__Exercise goal__
In the entries below, find every line holding the string "RespondArgs" and collect it.
•••••
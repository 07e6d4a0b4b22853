//! Error types for response reconciliation.

use thiserror::Error;

/// Errors that can occur while reconciling a response or sending the reply.
#[derive(Error, Debug)]
pub enum RsvpError {
    #[error("User not found: {0}")]
    UserNotFound(String),

    #[error("Cannot send reply for event '{0}': no organizer")]
    NoOrganizer(String),

    #[error("Could not send reply: {0}")]
    MessageSendFailed(#[from] SendError),

    #[error("Occurrence {recurrence_id} of '{uid}' not found within {limit} occurrences")]
    OccurrenceNotResolvable {
        uid: String,
        recurrence_id: i64,
        limit: u16,
    },

    #[error("Event not found: {0}")]
    EventNotFound(String),

    #[error("ICS parse error: {0}")]
    IcsParse(String),

    #[error("ICS generation error: {0}")]
    IcsGenerate(String),

    #[error("Recurrence error: {0}")]
    Recurrence(String),

    #[error("Storage error: {0}")]
    Storage(String),

    #[error("Directory error: {0}")]
    Directory(String),

    #[error("Configuration error: {0}")]
    Config(String),

    #[error("IO error: {0}")]
    Io(#[from] std::io::Error),
}

/// Failures reported by a mail transport.
#[derive(Error, Debug, Clone, PartialEq)]
pub enum SendError {
    #[error("mail transport rejected the message")]
    Rejected,

    #[error("invalid recipients: {0}")]
    InvalidRecipients(String),

    #[error("transport error: {0}")]
    Transport(String),
}

/// Result type alias for reconciliation operations.
pub type RsvpResult<T> = Result<T, RsvpError>;
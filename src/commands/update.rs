use anyhow::Result;
use rsvp_core::ParticipationStatus;

use super::{Host, print_outcome};

/// Respond to an event already in the user's calendar.
pub fn run(
    host: &Host,
    user: &str,
    calendar: &str,
    event_id: &str,
    attendee: Option<&str>,
    status: ParticipationStatus,
) -> Result<()> {
    let attendee = attendee.unwrap_or(user);

    println!("{} → {} ({}/{})", attendee, status, calendar, event_id);
    let outcome = host
        .engine()
        .update_appointment(user, calendar, event_id, attendee, status)?;
    print_outcome(&outcome);

    Ok(())
}
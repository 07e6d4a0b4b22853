use std::path::Path;

use anyhow::Result;
use clap::ValueEnum;
use rsvp_core::{ParticipationStatus, ReconciliationRequest, ResponseScope};

use super::{Host, print_outcome, read_input};

/// Which occurrences a response covers.
#[derive(Debug, Clone, Copy, PartialEq, Eq, ValueEnum)]
pub enum Scope {
    /// The event as stored
    Single,
    /// Only the occurrence given by --recurrence-id
    ThisOnly,
    /// The whole series
    ThisAndFuture,
}

impl From<Scope> for ResponseScope {
    fn from(scope: Scope) -> Self {
        match scope {
            Scope::Single => ResponseScope::Single,
            Scope::ThisOnly => ResponseScope::ThisOnly,
            Scope::ThisAndFuture => ResponseScope::ThisAndFuture,
        }
    }
}

pub struct RespondArgs<'a> {
    pub file: &'a Path,
    pub attendee: &'a str,
    pub status: ParticipationStatus,
    pub user: Option<&'a str>,
    pub calendar: Option<&'a str>,
    pub event_id: Option<&'a str>,
    pub scope: Scope,
    pub recurrence_id: Option<i64>,
    pub external: bool,
}

/// Read an invitation (a file, or stdin for "-") and respond to it.
pub fn run(host: &Host, args: RespondArgs) -> Result<()> {
    let data = read_input(args.file)?;

    let mut request = ReconciliationRequest::new(args.attendee, args.status);
    request.user_id = args.user.map(str::to_string);
    request.calendar_id = args.calendar.map(str::to_string);
    request.event_id = args.event_id.map(str::to_string);
    request.scope = args.scope.into();
    request.recurrence_id = args.recurrence_id;
    request.attendee_external = args.external;

    println!("{} → {}", args.attendee, args.status);
    let outcome = host.engine().appointment_action(&request, &data)?;
    print_outcome(&outcome);

    Ok(())
}
//! Content-line access to the parts of a calendar the typed model does not
//! interpret. Lines keep their wire form, so writing them back out changes
//! neither escaping nor parameter quoting.

use crate::event::{RawComponent, RawProperty};

/// Octet limit of one physical line (RFC 5545 3.1)
const FOLD_LIMIT: usize = 75;

/// Raw parts of one VEVENT.
#[derive(Debug, Default)]
pub(crate) struct RawEvent {
    pub properties: Vec<RawProperty>,
    pub components: Vec<RawComponent>,
}

#[derive(Debug, Default)]
pub(crate) struct RawCalendar {
    pub timezones: Vec<RawComponent>,
    /// Top-level VEVENTs in document order
    pub events: Vec<RawEvent>,
}

struct OpenComponent {
    component: RawComponent,
    depth: usize,
}

enum Boundary {
    Begin(String),
    End(String),
}

fn boundary(line: &str) -> Option<Boundary> {
    let (key, name) = line.split_once(':')?;
    let name = name.trim().to_ascii_uppercase();
    if key.eq_ignore_ascii_case("BEGIN") {
        Some(Boundary::Begin(name))
    } else if key.eq_ignore_ascii_case("END") {
        Some(Boundary::End(name))
    } else {
        None
    }
}

/// Scan unfolded ICS text for VEVENT properties and sub-components, and for
/// calendar-level VTIMEZONEs.
pub(crate) fn scan(unfolded: &str) -> RawCalendar {
    let mut calendar = RawCalendar::default();
    let mut event: Option<RawEvent> = None;
    let mut nested: Option<OpenComponent> = None;

    for line in unfolded.lines().filter(|l| !l.is_empty()) {
        if let Some(mut open) = nested.take() {
            open.component.lines.push(line.to_string());
            match boundary(line) {
                Some(Boundary::Begin(_)) => open.depth += 1,
                Some(Boundary::End(_)) => open.depth -= 1,
                None => {}
            }
            if open.depth > 0 {
                nested = Some(open);
            } else if let Some(ref mut event) = event {
                event.components.push(open.component);
            } else {
                calendar.timezones.push(open.component);
            }
            continue;
        }

        match boundary(line) {
            Some(Boundary::Begin(name)) if name == "VEVENT" && event.is_none() => {
                event = Some(RawEvent::default());
            }
            Some(Boundary::Begin(name)) if event.is_some() || name == "VTIMEZONE" => {
                nested = Some(OpenComponent {
                    component: RawComponent {
                        name,
                        lines: vec![line.to_string()],
                    },
                    depth: 1,
                });
            }
            Some(Boundary::End(name)) if name == "VEVENT" => {
                if let Some(done) = event.take() {
                    calendar.events.push(done);
                }
            }
            Some(_) => {}
            None => {
                if let Some(ref mut event) = event {
                    event.properties.extend(parse_content_line(line));
                }
            }
        }
    }

    calendar
}

/// Split `name;param=value...:value`. Separators inside quoted parameter
/// values are not split on.
pub(crate) fn parse_content_line(line: &str) -> Option<RawProperty> {
    let (head, value) = split_value(line)?;
    let mut parts = split_unquoted(head, ';').into_iter();
    let name = parts.next().filter(|n| !n.is_empty())?.to_string();
    let params = parts
        .map(|param| {
            let (key, val) = param.split_once('=').unwrap_or((param, ""));
            (key.to_string(), unquote(val).to_string())
        })
        .collect();

    Some(RawProperty {
        name,
        params,
        value: value.to_string(),
    })
}

/// Split at the first colon outside a quoted parameter value.
fn split_value(line: &str) -> Option<(&str, &str)> {
    let mut quoted = false;
    for (i, ch) in line.char_indices() {
        match ch {
            '"' => quoted = !quoted,
            ':' if !quoted => return Some((&line[..i], &line[i + 1..])),
            _ => {}
        }
    }
    None
}

fn split_unquoted(text: &str, separator: char) -> Vec<&str> {
    let mut parts = Vec::new();
    let mut quoted = false;
    let mut start = 0;
    for (i, ch) in text.char_indices() {
        if ch == '"' {
            quoted = !quoted;
        } else if ch == separator && !quoted {
            parts.push(&text[start..i]);
            start = i + ch.len_utf8();
        }
    }
    parts.push(&text[start..]);
    parts
}

fn unquote(value: &str) -> &str {
    value
        .strip_prefix('"')
        .and_then(|v| v.strip_suffix('"'))
        .filter(|v| !v.contains('"'))
        .unwrap_or(value)
}

/// A parameter value ready for output: quoted when it holds `,` `;` or `:`.
pub(crate) fn quote_param(value: &str) -> String {
    // DQUOTE is not allowed inside a parameter value
    let value = value.replace('"', "");
    if value.contains([',', ';', ':']) {
        format!("\"{value}\"")
    } else {
        value
    }
}

/// The unfolded content line of `property`.
pub(crate) fn content_line(property: &RawProperty) -> String {
    let mut line = property.name.clone();
    for (key, val) in &property.params {
        line.push(';');
        line.push_str(key);
        line.push('=');
        line.push_str(&quote_param(val));
    }
    line.push(':');
    line.push_str(&property.value);
    line
}

/// Append `line` folded at 75 octets, CRLF terminated.
pub(crate) fn push_folded(out: &mut String, line: &str) {
    let mut octets = 0;
    for ch in line.chars() {
        let len = ch.len_utf8();
        if octets + len > FOLD_LIMIT {
            out.push_str("\r\n ");
            octets = 1;
        }
        out.push(ch);
        octets += len;
    }
    out.push_str("\r\n");
}

#[cfg(test)]
mod tests {
    use super::*;

    #[test]
    fn test_content_line_keeps_quoted_separators() {
        let prop =
            parse_content_line("X-ROOM;X-LABEL=\"Floor 2; East: Wing\";X-ID=7:Board\\, large")
                .unwrap();

        assert_eq!(prop.name, "X-ROOM");
        assert_eq!(
            prop.params,
            vec![
                ("X-LABEL".to_string(), "Floor 2; East: Wing".to_string()),
                ("X-ID".to_string(), "7".to_string()),
            ]
        );
        assert_eq!(prop.value, "Board\\, large");
        assert_eq!(
            content_line(&prop),
            "X-ROOM;X-LABEL=\"Floor 2; East: Wing\";X-ID=7:Board\\, large"
        );
    }

    #[test]
    fn test_scan_collects_nested_and_timezones() {
        let ics = "BEGIN:VCALENDAR\r\n\
VERSION:2.0\r\n\
BEGIN:VTIMEZONE\r\n\
TZID:Europe/Berlin\r\n\
BEGIN:STANDARD\r\n\
TZOFFSETFROM:+0200\r\n\
TZOFFSETTO:+0100\r\n\
END:STANDARD\r\n\
END:VTIMEZONE\r\n\
BEGIN:VEVENT\r\n\
UID:E1\r\n\
CATEGORIES:Work,Meeting\r\n\
BEGIN:VALARM\r\n\
ACTION:EMAIL\r\n\
END:VALARM\r\n\
END:VEVENT\r\n\
BEGIN:VTODO\r\n\
UID:T1\r\n\
END:VTODO\r\n\
END:VCALENDAR\r\n";

        let raw = scan(ics);

        assert_eq!(raw.timezones.len(), 1);
        assert_eq!(raw.timezones[0].lines.len(), 7);
        assert_eq!(raw.events.len(), 1);
        let event = &raw.events[0];
        assert_eq!(event.properties.len(), 2);
        assert_eq!(event.properties[1].value, "Work,Meeting");
        assert_eq!(event.components.len(), 1);
        assert_eq!(event.components[0].name, "VALARM");
        assert_eq!(event.components[0].value("ACTION"), Some("EMAIL"));
    }

    #[test]
    fn test_fold_respects_octet_limit() {
        let line = format!("DESCRIPTION:{}", "é".repeat(60));
        let mut out = String::new();
        push_folded(&mut out, &line);

        for physical in out.split("\r\n").filter(|l| !l.is_empty()) {
            assert!(physical.len() <= FOLD_LIMIT, "{} octets", physical.len());
        }
        assert_eq!(out.replace("\r\n ", ""), format!("{line}\r\n"));
    }
}
pub mod url;
use super::{
    layout::{AdminToolbar, PRODUCT_NAME},
    utils::{AdminView, ADMIN_PATH},
    view_model::AdminViewModel,
};
use crate::components::{
    auth::{LoginPrompt, LogoutButton, UnauthorizedNotice},
    layout::{AppVersion, LoadingBar},
};
use leptos::*;
use leptos_meta::Title;

/// Renders one shell per `AdminView`; `children` is the routed admin content.
#[component]
pub fn AdminShell(vm: AdminViewModel, children: ChildrenFn) -> impl IntoView {
    let view_state = vm.view;

    view! {
        <Title text=PRODUCT_NAME />
        <div class="admin-host flex h-full items-center justify-center overflow-auto bg-surface-muted">
            {move || match view_state.get() {
                AdminView::Loading => view! { <LoadingBar /> }.into_view(),
                AdminView::Unauthenticated => {
                    view! {
                        <div>
                            <LoginPrompt redirect_url=ADMIN_PATH />
                            <AppVersion />
                        </div>
                    }
                        .into_view()
                }
                AdminView::Unauthorized => {
                    view! {
                        <div>
                            <LogoutButton redirect_url=ADMIN_PATH />
                            <UnauthorizedNotice />
                            <AppVersion />
                        </div>
                    }
                        .into_view()
                }
                AdminView::Authorized => {
                    view! {
                        <div class="container h-full w-full">
                            <div class="main flex flex-col justify-start md:px-5 md:pt-5 md:pb-10">
                                <AdminToolbar
                                    archived=vm.archived
                                    show_controls=vm.show_toolbar_controls
                                    on_toggle=vm.toggle_archived
                                />
                                {children()}
                            </div>
                            <AppVersion />
                        </div>
                    }
                        .into_view()
                }
            }}
        </div>
    }
}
•••••
__Response to this task__
pub struct RespondArgs<'a> {
pub fn run(host: &Host, args: RespondArgs) -> Result<()> {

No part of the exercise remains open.